Two PE datasets GSE60438 and GSE75010 were obtained and combined, thereby providing the data of 205 samples in total (100 non-PE and 105 PE samples). After eliminating the batch effect, we grouped and analyzed the integrated data, and further performed GSEA analysis. It was found that the genes in group 1 and group 2 were different from those in normal samples. Moreover, WGCNA analysis revealed that genes in group 1 were up-regulated in turquoise module, including , and , while genes in group 2 were up-regulated in the blue and brown modules. We further conducted GO and KEGG pathway enrichment analyses and found that the differential genes in turquoise module were mainly involved in biological processes such as small molecular catabolic process, while being highly enriched in pathways, including MAPK signaling pathway and Rap1 signaling pathway.
FLT-1 was conventionally used to predict PE risk, and sFLT-1 could also be used as an indicator to evaluate PE treatment effect. As a candidate biomarker for predicting PE, SASH1 may participate in proliferation, migration, invasion and epithelial mesenchymal transformation of human trophoblast cells by regulating MAPK pathway and Rap1 signaling pathway, thus affecting the progression of PE. The mechanism allowing PIK3CB to regulate PE development was not clear, while the gene could be another candidate biomarker for PE risk prediction. This is an exploratory study and our findings were still required verification in further studies.
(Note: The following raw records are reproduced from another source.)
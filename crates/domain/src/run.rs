//! Agent run audit records: one row per provider turn.

use serde::{Deserialize, Serialize};
use uuid::Uuid;

use crate::time::TimestampMs;

#[derive(Debug, Clone, Copy, PartialEq, Eq, Serialize, Deserialize)]
#[serde(rename_all = "lowercase")]
pub enum RunStatus {
    Running,
    Completed,
    Failed,
    Cancelled,
}

impl RunStatus {
    pub fn as_str(&self) -> &'static str {
        match self {
            RunStatus::Running => "running",
            RunStatus::Completed => "completed",
            RunStatus::Failed => "failed",
            RunStatus::Cancelled => "cancelled",
        }
    }

    pub fn is_terminal(&self) -> bool {
        !matches!(self, RunStatus::Running)
    }
}

impl std::str::FromStr for RunStatus {
    type Err = crate::Error;

    fn from_str(s: &str) -> crate::Result<Self> {
        match s {
            "running" => Ok(RunStatus::Running),
            "completed" => Ok(RunStatus::Completed),
            "failed" => Ok(RunStatus::Failed),
            "cancelled" => Ok(RunStatus::Cancelled),
            other => Err(crate::Error::Validation(format!("unknown run status '{other}'"))),
        }
    }
}

/// Error string recorded when startup reconciliation finds a run that was
/// still `running` when the previous daemon died.
pub const ERROR_DAEMON_STOPPED: &str = "daemon-stopped";

#[derive(Debug, Clone, Serialize, Deserialize)]
#[serde(rename_all = "camelCase")]
pub struct AgentRun {
    pub id: Uuid,
    pub agent_name: String,
    pub started_at: TimestampMs,
    #[serde(default, skip_serializing_if = "Option::is_none")]
    pub completed_at: Option<TimestampMs>,
    /// Envelopes processed by this turn, in consumption order.
    #[serde(default)]
    pub envelope_ids: Vec<Uuid>,
    #[serde(default, skip_serializing_if = "Option::is_none")]
    pub final_response: Option<String>,
    /// Token size of the turn's final model call.
    #[serde(default, skip_serializing_if = "Option::is_none")]
    pub context_length: Option<u64>,
    pub status: RunStatus,
    #[serde(default, skip_serializing_if = "Option::is_none")]
    pub error: Option<String>,
}

impl AgentRun {
    pub fn started(agent_name: impl Into<String>, envelope_ids: Vec<Uuid>, now: TimestampMs) -> Self {
        AgentRun {
            id: crate::id::new_id(),
            agent_name: agent_name.into(),
            started_at: now,
            completed_at: None,
            envelope_ids,
            final_response: None,
            context_length: None,
            status: RunStatus::Running,
            error: None,
        }
    }
}
//! Cron schedule persistence. Reply/quote metadata keys are stripped at this
//! layer so scheduled messages never inherit quoting semantics.

use rusqlite::{params, OptionalExtension, Row};
use uuid::Uuid;

use hb_domain::cron::CronSchedule;
use hb_domain::envelope::meta;
use hb_domain::error::PrefixCandidate;
use hb_domain::time::TimestampMs;
use hb_domain::{Error, Result};

use crate::{storage, Store};

const CRON_COLS: &str = "id, agent_name, cron, timezone, enabled, to_addr, content, \
     metadata, pending_envelope_id, created_at, updated_at";

fn row_to_cron(row: &Row<'_>) -> rusqlite::Result<CronSchedule> {
    let id: String = row.get(0)?;
    let to: String = row.get(5)?;
    let content: String = row.get(6)?;
    let metadata: String = row.get(7)?;
    let pending: Option<String> = row.get(8)?;
    let bad = |idx: usize, v: &str| {
        rusqlite::Error::FromSqlConversionFailure(
            idx,
            rusqlite::types::Type::Text,
            format!("unparseable stored value '{v}'").into(),
        )
    };
    Ok(CronSchedule {
        id: id.parse::<Uuid>().map_err(|_| bad(0, &id))?,
        agent_name: row.get(1)?,
        cron: row.get(2)?,
        timezone: row.get(3)?,
        enabled: row.get::<_, i64>(4)? != 0,
        to: to.parse().map_err(|_| bad(5, &to))?,
        content: serde_json::from_str(&content).map_err(|_| bad(6, &content))?,
        metadata: serde_json::from_str(&metadata).map_err(|_| bad(7, &metadata))?,
        pending_envelope_id: match pending {
            Some(p) => Some(p.parse::<Uuid>().map_err(|_| bad(8, &p))?),
            None => None,
        },
        created_at: row.get::<_, i64>(9)? as TimestampMs,
        updated_at: row.get::<_, i64>(10)? as TimestampMs,
    })
}

fn strip_reply_keys(
    metadata: &serde_json::Map<String, serde_json::Value>,
) -> serde_json::Map<String, serde_json::Value> {
    let mut out = metadata.clone();
    for key in meta::REPLY_KEYS {
        out.remove(*key);
    }
    out
}

impl Store {
    pub fn insert_cron(&self, schedule: &CronSchedule) -> Result<()> {
        let metadata = strip_reply_keys(&schedule.metadata);
        self.with_conn(|conn| {
            conn.execute(
                &format!("INSERT INTO cron_schedules ({CRON_COLS}) VALUES (?1, ?2, ?3, ?4, ?5, ?6, ?7, ?8, ?9, ?10, ?11)"),
                params![
                    schedule.id.to_string(),
                    schedule.agent_name,
                    schedule.cron,
                    schedule.timezone,
                    schedule.enabled as i64,
                    schedule.to.to_string(),
                    serde_json::to_string(&schedule.content)?,
                    serde_json::to_string(&metadata)?,
                    schedule.pending_envelope_id.map(|v| v.to_string()),
                    schedule.created_at as i64,
                    schedule.updated_at as i64,
                ],
            )
            .map_err(storage)?;
            Ok(())
        })
    }

    pub fn get_cron(&self, id: &Uuid) -> Result<Option<CronSchedule>> {
        self.with_conn(|conn| {
            conn.query_row(
                &format!("SELECT {CRON_COLS} FROM cron_schedules WHERE id = ?1"),
                params![id.to_string()],
                row_to_cron,
            )
            .optional()
            .map_err(storage)
        })
    }

    pub fn find_cron_by_prefix(&self, prefix: &str) -> Result<CronSchedule> {
        let normalized = hb_domain::id::normalize_prefix(prefix)
            .ok_or_else(|| Error::Validation(format!("'{prefix}' is not a hex id prefix")))?;
        let mut matches = self.with_conn(|conn| {
            let mut stmt = conn
                .prepare(&format!(
                    "SELECT {CRON_COLS} FROM cron_schedules \
                     WHERE replace(id, '-', '') LIKE ?1 || '%' ORDER BY created_at"
                ))
                .map_err(storage)?;
            let rows = stmt
                .query_map(params![normalized], row_to_cron)
                .map_err(storage)?
                .collect::<rusqlite::Result<Vec<_>>>()
                .map_err(storage)?;
            Ok(rows)
        })?;
        match matches.len() {
            0 => Err(Error::NotFound(format!("cron schedule '{prefix}'"))),
            1 => Ok(matches.remove(0)),
            _ => Err(Error::AmbiguousPrefix {
                prefix: prefix.to_string(),
                candidates: matches
                    .iter()
                    .map(|s| PrefixCandidate {
                        id: s.id,
                        created_at: s.created_at,
                    })
                    .collect(),
            }),
        }
    }

    /// All schedules, or one agent's, in creation order (the materializer
    /// tie-break).
    pub fn list_crons(&self, agent_name: Option<&str>) -> Result<Vec<CronSchedule>> {
        self.with_conn(|conn| {
            let rows = match agent_name {
                Some(name) => {
                    let mut stmt = conn
                        .prepare(&format!(
                            "SELECT {CRON_COLS} FROM cron_schedules \
                             WHERE agent_name = ?1 ORDER BY created_at"
                        ))
                        .map_err(storage)?;
                    let rows = stmt
                        .query_map(params![name], row_to_cron)
                        .map_err(storage)?
                        .collect::<rusqlite::Result<Vec<_>>>()
                        .map_err(storage)?;
                    rows
                }
                None => {
                    let mut stmt = conn
                        .prepare(&format!(
                            "SELECT {CRON_COLS} FROM cron_schedules ORDER BY created_at"
                        ))
                        .map_err(storage)?;
                    let rows = stmt
                        .query_map([], row_to_cron)
                        .map_err(storage)?
                        .collect::<rusqlite::Result<Vec<_>>>()
                        .map_err(storage)?;
                    rows
                }
            };
            Ok(rows)
        })
    }

    pub fn list_enabled_crons(&self) -> Result<Vec<CronSchedule>> {
        self.with_conn(|conn| {
            let mut stmt = conn
                .prepare(&format!(
                    "SELECT {CRON_COLS} FROM cron_schedules WHERE enabled = 1 ORDER BY created_at"
                ))
                .map_err(storage)?;
            let rows = stmt
                .query_map([], row_to_cron)
                .map_err(storage)?
                .collect::<rusqlite::Result<Vec<_>>>()
                .map_err(storage)?;
            Ok(rows)
        })
    }

    /// Enable or disable a schedule. Disabling terminalizes the materialized
    /// pending envelope (if any) and clears the pointer, in one transaction.
    pub fn set_cron_enabled(&self, id: &Uuid, enabled: bool, now: TimestampMs) -> Result<()> {
        self.with_tx(|tx| {
            let pending: Option<String> = tx
                .query_row(
                    "SELECT pending_envelope_id FROM cron_schedules WHERE id = ?1",
                    params![id.to_string()],
                    |row| row.get(0),
                )
                .optional()
                .map_err(storage)?
                .ok_or_else(|| Error::NotFound(format!("cron schedule '{id}'")))?;

            tx.execute(
                "UPDATE cron_schedules SET enabled = ?2, updated_at = ?3, \
                 pending_envelope_id = CASE WHEN ?2 = 0 THEN NULL ELSE pending_envelope_id END \
                 WHERE id = ?1",
                params![id.to_string(), enabled as i64, now as i64],
            )
            .map_err(storage)?;

            if !enabled {
                if let Some(pending_id) = pending {
                    tx.execute(
                        "UPDATE envelopes SET status = 'done' \
                         WHERE id = ?1 AND status = 'pending'",
                        params![pending_id],
                    )
                    .map_err(storage)?;
                }
            }
            Ok(())
        })
    }

    /// Point the schedule at its freshly materialized envelope (or clear it).
    pub fn set_cron_pending_envelope(
        &self,
        id: &Uuid,
        envelope_id: Option<&Uuid>,
        now: TimestampMs,
    ) -> Result<()> {
        self.with_conn(|conn| {
            let n = conn
                .execute(
                    "UPDATE cron_schedules SET pending_envelope_id = ?2, updated_at = ?3 \
                     WHERE id = ?1",
                    params![
                        id.to_string(),
                        envelope_id.map(|v| v.to_string()),
                        now as i64
                    ],
                )
                .map_err(storage)?;
            if n == 0 {
                return Err(Error::NotFound(format!("cron schedule '{id}'")));
            }
            Ok(())
        })
    }

    /// Insert a freshly materialized envelope and point the schedule at it,
    /// in one transaction.
    pub fn materialize_cron_envelope(
        &self,
        schedule_id: &Uuid,
        envelope: &hb_domain::envelope::Envelope,
        now: TimestampMs,
    ) -> Result<()> {
        self.with_tx(|tx| {
            tx.execute(
                "INSERT INTO envelopes (id, from_addr, to_addr, from_boss, content, \
                 deliver_at, status, created_at, metadata) \
                 VALUES (?1, ?2, ?3, ?4, ?5, ?6, ?7, ?8, ?9)",
                params![
                    envelope.id.to_string(),
                    envelope.from.to_string(),
                    envelope.to.to_string(),
                    envelope.from_boss as i64,
                    serde_json::to_string(&envelope.content)?,
                    envelope.deliver_at.map(|v| v as i64),
                    envelope.status.as_str(),
                    envelope.created_at as i64,
                    serde_json::to_string(&envelope.metadata)?,
                ],
            )
            .map_err(storage)?;
            let n = tx
                .execute(
                    "UPDATE cron_schedules SET pending_envelope_id = ?2, updated_at = ?3 \
                     WHERE id = ?1",
                    params![schedule_id.to_string(), envelope.id.to_string(), now as i64],
                )
                .map_err(storage)?;
            if n == 0 {
                return Err(Error::NotFound(format!("cron schedule '{schedule_id}'")));
            }
            Ok(())
        })
    }

    /// Delete a schedule; its materialized pending envelope is terminalized
    /// in the same transaction.
    pub fn delete_cron(&self, id: &Uuid) -> Result<bool> {
        self.with_tx(|tx| {
            let pending: Option<Option<String>> = tx
                .query_row(
                    "SELECT pending_envelope_id FROM cron_schedules WHERE id = ?1",
                    params![id.to_string()],
                    |row| row.get(0),
                )
                .optional()
                .map_err(storage)?;
            let Some(pending) = pending else {
                return Ok(false);
            };
            if let Some(pending_id) = pending {
                tx.execute(
                    "UPDATE envelopes SET status = 'done' WHERE id = ?1 AND status = 'pending'",
                    params![pending_id],
                )
                .map_err(storage)?;
            }
            tx.execute(
                "DELETE FROM cron_schedules WHERE id = ?1",
                params![id.to_string()],
            )
            .map_err(storage)?;
            Ok(true)
        })
    }
}
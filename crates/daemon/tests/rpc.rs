//! RPC surface behavior: bootstrap gating, token authentication, policy
//! enforcement, and the envelope/cron/agent method families, exercised
//! through the dispatch layer with a no-op driver.

use std::sync::Arc;

use serde_json::{json, Value};

use hb_daemon::paths::DataDir;
use hb_daemon::rpc::handlers::dispatch;
use hb_daemon::state::AppState;
use hb_domain::Error;
use hb_providers::{ProviderDriver, TurnResult};
use hb_store::Store;

/// Holds every turn open until shutdown so envelope state stays exactly
/// where the RPC layer put it.
struct ParkedDriver;

#[async_trait::async_trait]
impl ProviderDriver for ParkedDriver {
    fn name(&self) -> &'static str {
        "parked"
    }

    async fn run(
        &self,
        _spec: &hb_providers::SpawnSpec,
        _turn_input: &str,
        cancel: &tokio_util::sync::CancellationToken,
    ) -> hb_domain::Result<TurnResult> {
        cancel.cancelled().await;
        Err(Error::Cancelled)
    }
}

struct Fixture {
    state: AppState,
    _tmp: tempfile::TempDir,
}

const BOSS_TOKEN: &str = "boss-secret-token";

async fn fixture() -> Fixture {
    let tmp = tempfile::tempdir().unwrap();
    let data_dir = DataDir::new(tmp.path().join("hiboss"));
    data_dir.ensure_layout().unwrap();
    let store = Arc::new(Store::open(&data_dir.db_path()).unwrap());
    let state = AppState::new(
        store,
        data_dir,
        Arc::new(|_| Box::new(ParkedDriver) as Box<dyn ProviderDriver>),
    );

    dispatch(
        &state,
        "setup.execute",
        &json!({
            "boss-token": BOSS_TOKEN,
            "boss-name": "kay",
            "boss-timezone": "UTC",
        }),
    )
    .await
    .unwrap();

    Fixture { state, _tmp: tmp }
}

async fn call(f: &Fixture, method: &str, params: Value) -> Result<Value, Error> {
    dispatch(&f.state, method, &params).await
}

async fn register_agent(f: &Fixture, name: &str) -> String {
    let result = call(
        f,
        "agent.register",
        json!({ "token": BOSS_TOKEN, "name": name, "provider": "claude" }),
    )
    .await
    .unwrap();
    result["token"].as_str().unwrap().to_string()
}

// ━━━━━━━━━━━━━━━━━━━━━━━━━━━━━━━━━━━━━━━━━━━━━━━━━━━━━━━━━━━━━━━━━━
// Bootstrap & auth
// ━━━━━━━━━━━━━━━━━━━━━━━━━━━━━━━━━━━━━━━━━━━━━━━━━━━━━━━━━━━━━━━━━━

#[tokio::test]
async fn setup_runs_once_then_refuses() {
    let f = fixture().await;
    let checked = call(&f, "setup.check", json!({})).await.unwrap();
    assert_eq!(checked["setup-completed"], true);

    let err = call(
        &f,
        "setup.execute",
        json!({ "boss-token": "other-token-123" }),
    )
    .await
    .unwrap_err();
    assert_eq!(err.kind(), "permission-denied");
}

#[tokio::test]
async fn boss_verify_is_tokenless_and_total() {
    let f = fixture().await;
    let ok = call(&f, "boss.verify", json!({ "token": BOSS_TOKEN }))
        .await
        .unwrap();
    assert_eq!(ok["valid"], true);
    let bad = call(&f, "boss.verify", json!({ "token": "nope" }))
        .await
        .unwrap();
    assert_eq!(bad["valid"], false);
}

#[tokio::test]
async fn every_non_bootstrap_method_requires_a_token() {
    let f = fixture().await;
    for method in [
        "envelope.send",
        "envelope.list",
        "envelope.get",
        "cron.create",
        "cron.list",
        "agent.list",
        "agent.status",
        "daemon.status",
        "daemon.ping",
        "daemon.time",
    ] {
        let err = call(&f, method, json!({})).await.unwrap_err();
        assert_eq!(err.kind(), "auth-error", "{method} must reject tokenless calls");
    }
}

#[tokio::test]
async fn unknown_tokens_are_rejected() {
    let f = fixture().await;
    let err = call(&f, "daemon.ping", json!({ "token": "who-dis" }))
        .await
        .unwrap_err();
    assert_eq!(err.kind(), "auth-error");
}

#[tokio::test]
async fn permission_levels_gate_methods() {
    let f = fixture().await;
    let agent_token = register_agent(&f, "nex").await;

    // Standard-level agent: daemon.status (boss) denied, daemon.ping fine.
    let err = call(&f, "daemon.status", json!({ "token": agent_token }))
        .await
        .unwrap_err();
    assert_eq!(err.kind(), "permission-denied");
    let pong = call(&f, "daemon.ping", json!({ "token": agent_token }))
        .await
        .unwrap();
    assert_eq!(pong["pong"], true);

    // Boss passes everything.
    let status = call(&f, "daemon.status", json!({ "token": BOSS_TOKEN }))
        .await
        .unwrap();
    assert_eq!(status["running"], true);
    assert!(status["data-dir"].as_str().unwrap().contains("hiboss"));
}

// ━━━━━━━━━━━━━━━━━━━━━━━━━━━━━━━━━━━━━━━━━━━━━━━━━━━━━━━━━━━━━━━━━━
// Envelope family
// ━━━━━━━━━━━━━━━━━━━━━━━━━━━━━━━━━━━━━━━━━━━━━━━━━━━━━━━━━━━━━━━━━━

#[tokio::test]
async fn send_and_list_inbox_round_trip() {
    let f = fixture().await;
    let agent_token = register_agent(&f, "nex").await;

    for text in ["hello-1", "hello-2"] {
        call(
            &f,
            "envelope.send",
            json!({ "token": BOSS_TOKEN, "to": "agent:nex", "text": text }),
        )
        .await
        .unwrap();
    }

    let listed = call(
        &f,
        "envelope.list",
        json!({ "token": agent_token, "box": "inbox", "status": "pending" }),
    )
    .await
    .unwrap();
    let texts: Vec<&str> = listed["envelopes"]
        .as_array()
        .unwrap()
        .iter()
        .filter_map(|e| e["text"].as_str())
        .collect();
    assert!(texts.contains(&"hello-1"));
    assert!(texts.contains(&"hello-2"));
    // Boss-origin sends are stamped.
    assert!(listed["envelopes"][0]["from-boss"].as_bool().unwrap());
}

#[tokio::test]
async fn deliver_at_accepts_relative_and_absolute_forms() {
    let f = fixture().await;
    register_agent(&f, "nex").await;

    let rel = call(
        &f,
        "envelope.send",
        json!({ "token": BOSS_TOKEN, "to": "agent:nex", "text": "later", "deliver-at": "+2s" }),
    )
    .await
    .unwrap();
    assert!(rel["deliver-at"].as_u64().unwrap() > hb_domain::time::now_ms());

    let abs = call(
        &f,
        "envelope.send",
        json!({
            "token": BOSS_TOKEN, "to": "agent:nex", "text": "much later",
            "deliver-at": "2099-01-01T00:00:00Z",
        }),
    )
    .await
    .unwrap();
    assert_eq!(abs["deliver-at"].as_u64().unwrap(), 4_070_908_800_000);

    let err = call(
        &f,
        "envelope.send",
        json!({ "token": BOSS_TOKEN, "to": "agent:nex", "text": "x", "deliver-at": "whenever" }),
    )
    .await
    .unwrap_err();
    assert_eq!(err.kind(), "validation-error");
}

#[tokio::test]
async fn envelope_get_resolves_short_prefixes() {
    let f = fixture().await;
    register_agent(&f, "nex").await;
    let sent = call(
        &f,
        "envelope.send",
        json!({ "token": BOSS_TOKEN, "to": "agent:nex", "text": "findme" }),
    )
    .await
    .unwrap();
    let short = sent["short-id"].as_str().unwrap();

    let got = call(&f, "envelope.get", json!({ "token": BOSS_TOKEN, "id": short }))
        .await
        .unwrap();
    assert_eq!(got["text"], "findme");
    assert_eq!(got["id"], sent["envelope-id"]);

    let err = call(
        &f,
        "envelope.get",
        json!({ "token": BOSS_TOKEN, "id": "ffffffff" }),
    )
    .await
    .unwrap_err();
    assert_eq!(err.kind(), "not-found");
}

// ━━━━━━━━━━━━━━━━━━━━━━━━━━━━━━━━━━━━━━━━━━━━━━━━━━━━━━━━━━━━━━━━━━
// Agent family
// ━━━━━━━━━━━━━━━━━━━━━━━━━━━━━━━━━━━━━━━━━━━━━━━━━━━━━━━━━━━━━━━━━━

#[tokio::test]
async fn register_validates_and_conflicts() {
    let f = fixture().await;
    register_agent(&f, "nex").await;

    let dup = call(
        &f,
        "agent.register",
        json!({ "token": BOSS_TOKEN, "name": "NEX", "provider": "codex" }),
    )
    .await
    .unwrap_err();
    assert_eq!(dup.kind(), "conflict");

    let bad = call(
        &f,
        "agent.register",
        json!({ "token": BOSS_TOKEN, "name": "bad name!", "provider": "claude" }),
    )
    .await
    .unwrap_err();
    assert_eq!(bad.kind(), "validation-error");

    let reserved = call(
        &f,
        "agent.register",
        json!({ "token": BOSS_TOKEN, "name": "background", "provider": "claude" }),
    )
    .await
    .unwrap_err();
    assert_eq!(reserved.kind(), "validation-error");
}

#[tokio::test]
async fn register_requires_boss_level() {
    let f = fixture().await;
    let agent_token = register_agent(&f, "nex").await;
    let err = call(
        &f,
        "agent.register",
        json!({ "token": agent_token, "name": "zed", "provider": "claude" }),
    )
    .await
    .unwrap_err();
    assert_eq!(err.kind(), "permission-denied");
}

#[tokio::test]
async fn bind_conflicts_on_shared_credential() {
    let f = fixture().await;
    register_agent(&f, "nex").await;
    register_agent(&f, "zed").await;

    call(
        &f,
        "agent.bind",
        json!({ "token": BOSS_TOKEN, "name": "nex", "adapter-type": "telegram", "adapter-token": "T1" }),
    )
    .await
    .unwrap();

    let err = call(
        &f,
        "agent.bind",
        json!({ "token": BOSS_TOKEN, "name": "zed", "adapter-type": "telegram", "adapter-token": "T1" }),
    )
    .await
    .unwrap_err();
    assert_eq!(err.kind(), "conflict");

    // Bound agent now reports the speaker role.
    let listed = call(&f, "agent.list", json!({ "token": BOSS_TOKEN }))
        .await
        .unwrap();
    let nex = listed["agents"]
        .as_array()
        .unwrap()
        .iter()
        .find(|a| a["name"] == "nex")
        .unwrap();
    assert_eq!(nex["role"], "speaker");
}

#[tokio::test]
async fn metadata_updates_preserve_session_handle() {
    let f = fixture().await;
    let agent_token = register_agent(&f, "nex").await;
    f.state
        .store
        .set_session_handle("nex", Some("sess-keep"))
        .unwrap();

    // Arbitrary sequence of metadata writes and clears.
    call(
        &f,
        "agent.set",
        json!({ "token": agent_token, "metadata": { "mood": "good", "sessionHandle": "evil" } }),
    )
    .await
    .unwrap();
    call(
        &f,
        "agent.set",
        json!({ "token": agent_token, "clear-metadata": true }),
    )
    .await
    .unwrap();
    call(
        &f,
        "agent.set",
        json!({ "token": agent_token, "metadata": { "mood": "tired" } }),
    )
    .await
    .unwrap();

    let agent = f.state.store.get_agent("nex").unwrap().unwrap();
    assert_eq!(agent.session_handle(), Some("sess-keep"));
    assert_eq!(agent.metadata.get("mood").unwrap(), "tired");
}

#[tokio::test]
async fn agents_cannot_target_other_agents() {
    let f = fixture().await;
    let nex_token = register_agent(&f, "nex").await;
    register_agent(&f, "zed").await;

    let err = call(
        &f,
        "agent.set",
        json!({ "token": nex_token, "name": "zed", "description": "hijack" }),
    )
    .await
    .unwrap_err();
    assert_eq!(err.kind(), "permission-denied");
}

#[tokio::test]
async fn session_policy_set_and_status() {
    let f = fixture().await;
    register_agent(&f, "nex").await;

    call(
        &f,
        "agent.session-policy.set",
        json!({
            "token": BOSS_TOKEN, "name": "nex",
            "daily-reset-at": "04:30", "idle-timeout": "1h30m", "max-context-length": 120000,
        }),
    )
    .await
    .unwrap();

    let agent = f.state.store.get_agent("nex").unwrap().unwrap();
    let policy = agent.session_policy.unwrap();
    assert_eq!(policy.idle_timeout.as_deref(), Some("1h30m"));
    assert_eq!(policy.max_context_length, Some(120_000));

    let bad = call(
        &f,
        "agent.session-policy.set",
        json!({ "token": BOSS_TOKEN, "name": "nex", "idle-timeout": "90x" }),
    )
    .await
    .unwrap_err();
    assert_eq!(bad.kind(), "validation-error");

    let status = call(
        &f,
        "agent.status",
        json!({ "token": BOSS_TOKEN, "name": "nex" }),
    )
    .await
    .unwrap();
    assert_eq!(status["state"], "idle");
    assert_eq!(status["session-active"], false);
}

#[tokio::test]
async fn delete_removes_agent_and_its_token() {
    let f = fixture().await;
    let agent_token = register_agent(&f, "nex").await;

    call(&f, "agent.delete", json!({ "token": BOSS_TOKEN, "name": "nex" }))
        .await
        .unwrap();

    let err = call(&f, "daemon.ping", json!({ "token": agent_token }))
        .await
        .unwrap_err();
    assert_eq!(err.kind(), "auth-error");
}

// ━━━━━━━━━━━━━━━━━━━━━━━━━━━━━━━━━━━━━━━━━━━━━━━━━━━━━━━━━━━━━━━━━━
// Cron family
// ━━━━━━━━━━━━━━━━━━━━━━━━━━━━━━━━━━━━━━━━━━━━━━━━━━━━━━━━━━━━━━━━━━

#[tokio::test]
async fn cron_crud_round_trip() {
    let f = fixture().await;
    let agent_token = register_agent(&f, "nex").await;

    let created = call(
        &f,
        "cron.create",
        json!({
            "token": agent_token, "cron": "*/1 * * * *",
            "to": "agent:nex", "text": "tick", "timezone": "UTC",
        }),
    )
    .await
    .unwrap();
    assert_eq!(created["agent"], "nex");
    assert!(created["next-occurrence"].as_u64().unwrap() > hb_domain::time::now_ms());
    let id = created["short-id"].as_str().unwrap().to_string();

    let listed = call(&f, "cron.list", json!({ "token": agent_token }))
        .await
        .unwrap();
    assert_eq!(listed["count"], 1);

    call(&f, "cron.disable", json!({ "token": agent_token, "id": id }))
        .await
        .unwrap();
    let got = call(&f, "cron.get", json!({ "token": agent_token, "id": id }))
        .await
        .unwrap();
    assert_eq!(got["enabled"], false);

    call(&f, "cron.delete", json!({ "token": agent_token, "id": id }))
        .await
        .unwrap();
    let listed = call(&f, "cron.list", json!({ "token": agent_token }))
        .await
        .unwrap();
    assert_eq!(listed["count"], 0);
}

#[tokio::test]
async fn cron_rejects_bad_expressions_and_timezones() {
    let f = fixture().await;
    let agent_token = register_agent(&f, "nex").await;

    let bad_expr = call(
        &f,
        "cron.create",
        json!({ "token": agent_token, "cron": "not a cron", "to": "agent:nex", "text": "x" }),
    )
    .await
    .unwrap_err();
    assert_eq!(bad_expr.kind(), "validation-error");

    let bad_tz = call(
        &f,
        "cron.create",
        json!({
            "token": agent_token, "cron": "@daily", "to": "agent:nex",
            "text": "x", "timezone": "Mars/Olympus",
        }),
    )
    .await
    .unwrap_err();
    assert_eq!(bad_tz.kind(), "validation-error");
}

#[tokio::test]
async fn cron_ownership_is_enforced() {
    let f = fixture().await;
    let nex_token = register_agent(&f, "nex").await;
    let zed_token = register_agent(&f, "zed").await;

    let created = call(
        &f,
        "cron.create",
        json!({ "token": nex_token, "cron": "@daily", "to": "agent:nex", "text": "tick" }),
    )
    .await
    .unwrap();
    let id = created["id"].as_str().unwrap().to_string();

    let err = call(&f, "cron.delete", json!({ "token": zed_token, "id": id }))
        .await
        .unwrap_err();
    assert_eq!(err.kind(), "permission-denied");
}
子痫前期(PE)是一种妊娠特有的多系统疾病,也是孕产妇和围产儿死亡的重要原因。本研究旨在分析已发表数据库中PE患者的胎盘转录数据和临床信息,并预测预防PE的靶基因。
从GEO数据库下载PE患者的临床信息和相应的RNA数据。进行聚类分析以检查不同基因分型基因与临床表现之间的相关性。然后,采用包括GO、KEGG、WGCNA和GSEA在内的生物信息学方法对参与PE发病机制的候选靶基因进行功能表征。
获得并合并了两个PE数据集GSE60438和GSE75010,总共提供了205个样本的数据(100个非PE样本和105个PE样本)。消除批次效应后,我们对整合数据进行分组和分析,并进一步进行GSEA分析。发现第1组和第2组中的基因与正常样本中的基因不同。此外,WGCNA分析显示,第1组中的基因在绿松石模块中上调,包括 、 和 ,而第2组中的基因在蓝色和棕色模块中上调。我们进一步进行了GO和KEGG通路富集分析,发现绿松石模块中的差异基因主要参与小分子分解代谢过程等生物学过程,同时在包括MAPK信号通路和Rap1信号通路在内的通路中高度富集。
FLT - 1传统上用于预测PE风险,sFLT - 1也可作为评估PE治疗效果的指标。作为预测PE的候选生物标志物,SASH1可能通过调节MAPK通路和Rap1信号通路参与人滋养层细胞的增殖、迁移、侵袭和上皮间质转化,从而影响PE的进展。PIK3CB调节PE发展的机制尚不清楚,而该基因可能是另一个用于PE风险预测的候选生物标志物。这是一项探索性研究,我们的发现仍需在进一步研究中进行验证。